» **Task directions**
In the entries that follow, the lines from the one with "pub struct KubePlatformStore" through the one with "async fn create(&self, platform: &Platform)" are the ones to write out, exactly and with both ends included. Nothing else should appear.

[[ Records shown, beginning ]]

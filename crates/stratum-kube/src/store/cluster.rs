//! Kubernetes-backed platform store

use async_trait::async_trait;
use kube::api::{Api, DeleteParams, ListParams, Patch, PatchParams, PostParams};
use kube::ResourceExt;
use stratum_core::OverallStatus;

use super::PlatformStore;
use crate::crd::Platform;
use crate::error::{KubeError, Result};

/// Field manager used for every write
pub const FIELD_MANAGER: &str = "stratum-operator";

/// Stores `Platform` objects in the cluster
#[derive(Clone)]
pub struct KubePlatformStore {
    client: kube::Client,
}

impl KubePlatformStore {
    pub fn new(client: kube::Client) -> Self {
        Self { client }
    }

    fn api(&self, namespace: &str) -> Api<Platform> {
        Api::namespaced(self.client.clone(), namespace)
    }
}

#[async_trait]
impl PlatformStore for KubePlatformStore {
    async fn get(&self, namespace: &str, name: &str) -> Result<Option<Platform>> {
        Ok(self.api(namespace).get_opt(name).await?)
    }

    async fn list(&self, namespace: &str) -> Result<Vec<Platform>> {
        Ok(self
            .api(namespace)
            .list(&ListParams::default())
            .await?
            .items)
    }

    async fn create(&self, platform: &Platform) -> Result<Platform> {
        let namespace = platform.namespace_or_default();
        Ok(self
            .api(&namespace)
            .create(&PostParams::default(), platform)
            .await?)
    }

    async fn update(&self, platform: &Platform) -> Result<Platform> {
        let namespace = platform.namespace_or_default();
        Ok(self
            .api(&namespace)
            .replace(&platform.name_any(), &PostParams::default(), platform)
            .await?)
    }

    async fn delete(&self, namespace: &str, name: &str) -> Result<()> {
        match self.api(namespace).delete(name, &DeleteParams::default()).await {
            Ok(_) => Ok(()),
            Err(kube::Error::Api(response)) if response.code == 404 => Ok(()),
            Err(e) => Err(KubeError::Api(e)),
        }
    }

    async fn update_status(
        &self,
        namespace: &str,
        name: &str,
        status: &OverallStatus,
    ) -> Result<()> {
        let patch = serde_json::json!({ "status": status });
        self.api(namespace)
            .patch_status(name, &PatchParams::apply(FIELD_MANAGER), &Patch::Merge(&patch))
            .await?;
        Ok(())
    }
}
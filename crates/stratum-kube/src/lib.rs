//! Stratum Kube - Kubernetes integration for Stratum
//!
//! This crate provides:
//! - **Package Tool**: Install/upgrade/uninstall releases through `helm`
//! - **Readiness**: Workload availability probes
//! - **Override Sources**: ConfigMap and Secret values documents
//! - **Lifecycle Executor**: The per-component state machine
//! - **Reconcile Driver**: Ordered, idempotent passes over the whole platform
//! - **Controller**: The `Platform` watch loop with its finalizer

pub mod controller;
pub mod crd;
pub mod driver;
pub mod error;
pub mod executor;
pub mod hooks;
pub mod override_source;
pub mod package;
pub mod readiness;
pub mod singleton;
pub mod store;

pub use controller::{ControllerOptions, ControllerState, run_controller};
pub use crd::{PLATFORM_FINALIZER, Platform, PlatformSpec};
pub use driver::{Orchestrator, OrchestratorConfig, PassOutcome, ReconcileAction};
pub use error::{KubeError, Result};
pub use executor::{LifecycleExecutor, Prepared, Step};
pub use hooks::{ComponentHooks, DefaultHooks, HookContext, HookTable};
pub use override_source::{
    KubeOverrideSource, OverrideSourceReader, StaticOverrideSource, resolve_overrides,
};
pub use package::{
    ApplyOutcome, ApplyRequest, HelmCli, MockPackageTool, OperationCounts, PackageTool,
};
pub use readiness::{KubeWorkloads, MockWorkloadReader, Readiness, ReadinessProber, WorkloadReader};
pub use singleton::{SingletonGuard, SingletonPermit, verify_operator_singleton};
pub use store::{KubePlatformStore, MockPlatformStore, PlatformStore, StoreCounts};
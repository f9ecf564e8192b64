//! Package tool: the chart installer the executor drives
//!
//! The executor only cares whether a call succeeded and whether a release is
//! installed. Two implementations ship with the crate:
//! - **HelmCli**: Shells out to the `helm` binary
//! - **MockPackageTool**: In-memory releases with scripted failures, for tests

mod helm;
mod mock;

pub use helm::HelmCli;
pub use mock::{MockPackageTool, OperationCounts};

use async_trait::async_trait;
use stratum_core::Values;

use crate::error::Result;

/// Everything needed to install or upgrade one release
#[derive(Debug, Clone)]
pub struct ApplyRequest {
    pub release: String,
    pub namespace: String,
    /// Chart reference understood by the tool
    pub chart: String,
    pub chart_version: Option<String>,
    pub values: Values,
}

/// Result of a successful apply
#[derive(Debug, Clone, Default)]
pub struct ApplyOutcome {
    pub installed: bool,
    /// Tool output, kept for debug logging
    pub logs: String,
}

/// Chart installer interface
///
/// Implementations must be idempotent: applying the same request twice leaves
/// the release as after the first call, and uninstalling a missing release
/// succeeds.
#[async_trait]
pub trait PackageTool: Send + Sync {
    /// Install or upgrade a release
    async fn apply(&self, request: &ApplyRequest) -> Result<ApplyOutcome>;

    /// Whether the release exists
    async fn status(&self, release: &str, namespace: &str) -> Result<bool>;

    /// Remove a release
    async fn uninstall(&self, release: &str, namespace: &str) -> Result<()>;
}
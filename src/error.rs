use crate::credentials::Field;
use std::time::Duration;
use thiserror::Error;
use tokio_tungstenite::tungstenite;

#[derive(Debug, Error)]
pub enum Error {
    #[error("Missing required field: {0}")]
    InvalidInput(Field),

    #[error("Connection error: {0}")]
    Connection(#[from] tungstenite::Error),

    #[error("Connection timed out after {0:?}")]
    ConnectTimeout(Duration),

    #[error("Code entry aborted")]
    CodeEntryAborted,

    #[error("Cancelled")]
    Cancelled,

    #[error("Protocol error: {0}")]
    Protocol(String),

    #[error("Backend rejected the run: {0}")]
    Rejected(String),

    #[error("HTTP error: {0}")]
    Http(#[from] reqwest::Error),

    #[error("Configuration error: {0}")]
    Config(String),

    #[error("IO error: {0}")]
    Io(#[from] std::io::Error),

    #[error("JSON error: {0}")]
    Json(#[from] serde_json::Error),
}

impl Error {
    /// Transport-level failure (could not connect, or the link dropped).
    #[must_use]
    pub fn is_connection(&self) -> bool {
        matches!(
            self,
            Self::Connection(_) | Self::ConnectTimeout(_) | Self::Http(_)
        )
    }
}

pub type Result<T> = std::result::Result<T, Error>;
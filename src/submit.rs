//! One submit capability over either protocol binding.

use crate::config::{AbortPolicy, Config, TransportKind};
use crate::credentials::CredentialSet;
use crate::error::{Error, Result};
use crate::operator::CodeSource;
use crate::rest::RunClient;
use crate::session::{ChallengeRelay, SessionEvent, SessionInitiator, SessionReport};
use async_trait::async_trait;
use serde::Serialize;
use std::sync::Arc;
use std::time::Duration;
use tokio::sync::mpsc;
use tokio_util::sync::CancellationToken;

/// What a finished submission produced.
#[derive(Debug, Clone, Serialize)]
#[serde(tag = "transport", rename_all = "lowercase")]
pub enum SubmitReport {
    Interactive(SessionReport),
    Rest { response: serde_json::Value },
}

/// Hands a credential set to the backend.
///
/// Implementations emit [`SessionEvent::Submitted`] once the backend has
/// accepted the run, which is the caller's cue to clear its input.
#[async_trait]
pub trait Submitter: Send + Sync {
    async fn submit(
        &self,
        params: &CredentialSet,
        events: mpsc::Sender<SessionEvent>,
    ) -> Result<SubmitReport>;
}

/// WebSocket binding with one-time code relay.
pub struct InteractiveSubmitter {
    initiator: SessionInitiator,
    operator: Arc<dyn CodeSource>,
    policy: AbortPolicy,
    code_timeout: Option<Duration>,
    cancel: CancellationToken,
}

impl InteractiveSubmitter {
    pub fn new(initiator: SessionInitiator, operator: Arc<dyn CodeSource>) -> Self {
        Self {
            initiator,
            operator,
            policy: AbortPolicy::default(),
            code_timeout: None,
            cancel: CancellationToken::new(),
        }
    }

    #[must_use]
    pub fn with_policy(mut self, policy: AbortPolicy) -> Self {
        self.policy = policy;
        self
    }

    #[must_use]
    pub fn with_code_timeout(mut self, timeout: Option<Duration>) -> Self {
        self.code_timeout = timeout;
        self
    }

    /// Cancelling `token` closes any session this submitter has open.
    #[must_use]
    pub fn with_cancel(mut self, token: CancellationToken) -> Self {
        self.cancel = token;
        self
    }
}

#[async_trait]
impl Submitter for InteractiveSubmitter {
    async fn submit(
        &self,
        params: &CredentialSet,
        events: mpsc::Sender<SessionEvent>,
    ) -> Result<SubmitReport> {
        let mut session = tokio::select! {
            biased;
            () = self.cancel.cancelled() => return Err(Error::Cancelled),
            session = self.initiator.start_session(params) => session?,
        };
        session.abort_token = self.cancel.child_token();

        let _ = events
            .send(SessionEvent::Connected {
                session_id: session.id.clone(),
            })
            .await;
        let _ = events.send(SessionEvent::Submitted).await;

        let mut relay = ChallengeRelay::new(Arc::clone(&self.operator))
            .with_policy(self.policy)
            .with_code_timeout(self.code_timeout)
            .with_events(events);
        let report = relay.run(&mut session).await?;

        Ok(SubmitReport::Interactive(report.into_result()?))
    }
}

/// Single POST binding.
pub struct RestSubmitter {
    client: RunClient,
    cancel: CancellationToken,
}

impl RestSubmitter {
    #[must_use]
    pub fn new(client: RunClient) -> Self {
        Self {
            client,
            cancel: CancellationToken::new(),
        }
    }

    /// Cancelling `token` abandons the request in flight.
    #[must_use]
    pub fn with_cancel(mut self, token: CancellationToken) -> Self {
        self.cancel = token;
        self
    }
}

#[async_trait]
impl Submitter for RestSubmitter {
    async fn submit(
        &self,
        params: &CredentialSet,
        events: mpsc::Sender<SessionEvent>,
    ) -> Result<SubmitReport> {
        let response = tokio::select! {
            biased;
            () = self.cancel.cancelled() => return Err(Error::Cancelled),
            response = self.client.run(params) => response?,
        };
        let _ = events.send(SessionEvent::Submitted).await;
        Ok(SubmitReport::Rest { response })
    }
}

/// Build the binding the configuration selects.
pub fn submitter_for(
    config: &Config,
    operator: Arc<dyn CodeSource>,
    cancel: CancellationToken,
) -> Result<Box<dyn Submitter>> {
    match config.transport {
        TransportKind::Interactive => {
            let submitter =
                InteractiveSubmitter::new(SessionInitiator::from_config(config)?, operator)
                    .with_policy(config.on_code_abort)
                    .with_code_timeout(config.code_timeout())
                    .with_cancel(cancel);
            Ok(Box::new(submitter))
        }
        TransportKind::Rest => Ok(Box::new(
            RestSubmitter::new(RunClient::from_config(config)?).with_cancel(cancel),
        )),
    }
}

[[ Records shown, end ]]

» **Answer to this task**
pub struct KubePlatformStore {
    client: kube::Client,
}

impl KubePlatformStore {
    pub fn new(client: kube::Client) -> Self {
        Self { client }
    }

    fn api(&self, namespace: &str) -> Api<Platform> {
        Api::namespaced(self.client.clone(), namespace)
    }
}

#[async_trait]
impl PlatformStore for KubePlatformStore {
    async fn get(&self, namespace: &str, name: &str) -> Result<Option<Platform>> {
        Ok(self.api(namespace).get_opt(name).await?)
    }

    async fn list(&self, namespace: &str) -> Result<Vec<Platform>> {
        Ok(self
            .api(namespace)
            .list(&ListParams::default())
            .await?
            .items)
    }

    async fn create(&self, platform: &Platform) -> Result<Platform> {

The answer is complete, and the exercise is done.